Ahora que los aspirantes a gobernar prometen dinero, empleos, casas baratas, más samba y menos trabajo, empieza a echarse de menos en España a un candidato como el portugués Manuel João Vieira, que años atrás batalló sin éxito por la presidencia de Portugal.
Ni los 400 euros de Zapatero, ni los dos millones de puestos de trabajo de Rajoy. Mucho más próximo a las verdaderas necesidades de la gente, Vieira ofrecía en su rompedor programa electoral "un Ferrari y una bailarina rusa" para cada portugués y "un bailarín cubano" a cada portuguesa, que años después complementó con la promesa de "100.000 euros en cada cuenta bancaria". A esas medidas de choque agregaba el candidato otras dos igualmente populares como la abolición de los impuestos y la supresión de las señales de tráfico, que tanto estorban a los conductores y tan onerosamente gravan el presupuesto de la nación.
La prolija oferta electoral de Vieira incluía también "el descubrimiento de un tesoro" que el candidato se comprometía a repartir equitativamente -de ser elegido- entre la población de Portugal. Y, por si todo lo antedicho fuese poco, su programa incluía a mayores una profunda reestructuración administrativa del Estado con la creación de varios nuevos departamentos tales que el Ministerio del Aguardiente y el Café; el de Pesca y Mujeres, y el de Prostitución y Bosques.
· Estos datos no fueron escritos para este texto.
use serde::{Deserialize, Serialize};

use crate::geodesy::haversine_mi;
use crate::gpx_types::{GeoPoint, LakeId};

#[derive(Debug, Clone, PartialEq, Serialize, Deserialize)]
pub struct Lake {
    pub id: LakeId,
    pub name: String,
    pub latitude: f64,
    pub longitude: f64,
}

impl GeoPoint for Lake {
    fn lat(&self) -> f64 {
        self.latitude
    }

    fn lon(&self) -> f64 {
        self.longitude
    }
}

#[derive(Debug, Clone, PartialEq, Serialize)]
#[serde(rename_all = "camelCase")]
pub struct LakeListing {
    pub lake: Lake,
    pub distance_mi: Option<f64>,
    pub distance_label: Option<String>,
    pub within_radius: bool,
}

/// Order lakes for the sidebar.
///
/// With a known user location the lakes are sorted nearest first and
/// flagged against `radius_mi`. Without one, every lake is listed as-is.
pub fn rank_lakes(lakes: &[Lake], origin: Option<(f64, f64)>, radius_mi: f64) -> Vec<LakeListing> {
    let usable = lakes
        .iter()
        .filter(|lake| lake.latitude.is_finite() && lake.longitude.is_finite());

    let Some(origin) = origin else {
        return usable
            .map(|lake| LakeListing {
                lake: lake.clone(),
                distance_mi: None,
                distance_label: None,
                within_radius: true,
            })
            .collect();
    };

    let mut listings: Vec<LakeListing> = usable
        .map(|lake| {
            let miles = haversine_mi(&origin, lake);
            LakeListing {
                lake: lake.clone(),
                distance_mi: Some(miles),
                distance_label: Some(format!("{miles:.1} mi")),
                within_radius: miles <= radius_mi,
            }
        })
        .collect();
    listings.sort_by(|a, b| {
        a.distance_mi
            .partial_cmp(&b.distance_mi)
            .unwrap_or(std::cmp::Ordering::Equal)
    });
    listings
}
A diferencia de los candidatos españoles de ahora, que no explican de dónde van a sacar los cuartos para pagar todas las maravillas prometidas a sus votantes, el portugués Vieira se preocupó de buscar vías de financiación para su ambicioso programa. Imaginativo y audaz, el aspirante a la presidencia planeaba la venta de la ciudad de Oporto a Inglaterra o, alternativamente, la de todo Portugal para allegar los fondos necesarios.
Vieira ejerce en la vida civil la profesión de cantante, circunstancia de lo más ventajosa para desenvolverse en el gremio de la política. Aunque no indispensable, ciertamente. Prueba de ello es que sus colegas españoles son igualmente capaces de dar el cante con sus promesas pese a desempeñar profesiones mucho menos canoras.
La principal diferencia entre uno y otros es que, a pesar de lo razonable de algunas de sus propuestas, Vieira presentó su candidatura en clave de broma. Por el contrario, los actuales candidatos a la presidencia del Gobierno español formulan con toda seriedad sus promesas, aunque algunas de ellas sean tan o más hilarantes que las del portugués.
De hecho, Vieira ya se había adelantado en el 2000 a algunas de las propuestas que ahora presentan como novedosas algunos de los candidatos españoles. Si Rajoy, por ejemplo, promete no ejercer la presidencia durante más de dos legislaturas, Vieira fue más lejos al asegurar que dimitiría inmediatamente en caso de resultar elegido. Y, por supuesto, los 400 euros de Zapatero no resisten la más mínima comparación con los 100.000 que el político -y cantante- portugués prometía depositar en la cuenta corriente de cada uno de sus hipotéticos electores.
"Otros hacen, yo prometo", decía el sincero lema de la campaña de Vieira que acaso debiera servir de inspiración a muchos de sus colegas de todo el mundo. Infelizmente, las enojosas trabas burocráticas impidieron a este revolucionario de la política concurrir a las elecciones, pese a haber reunido los varios miles de firmas necesarias para avalar su candidatura. La quisquillosa Junta Electoral rehusó aceptarlas bajo el pretexto de que todas ellas correspondían a una misma persona, que según rumores tal vez infundados era el propio Vieira.
Imitadores más bien torpes del vieirismo, los candidatos a gobernar España lanzan ahora una campaña de rebajas electorales que, por uno de esos raros guiños del azar, coincide con la liquidación de fin de temporada en los comercios. Quizá debieran considerar la idea de traerse a Vieira como asesor.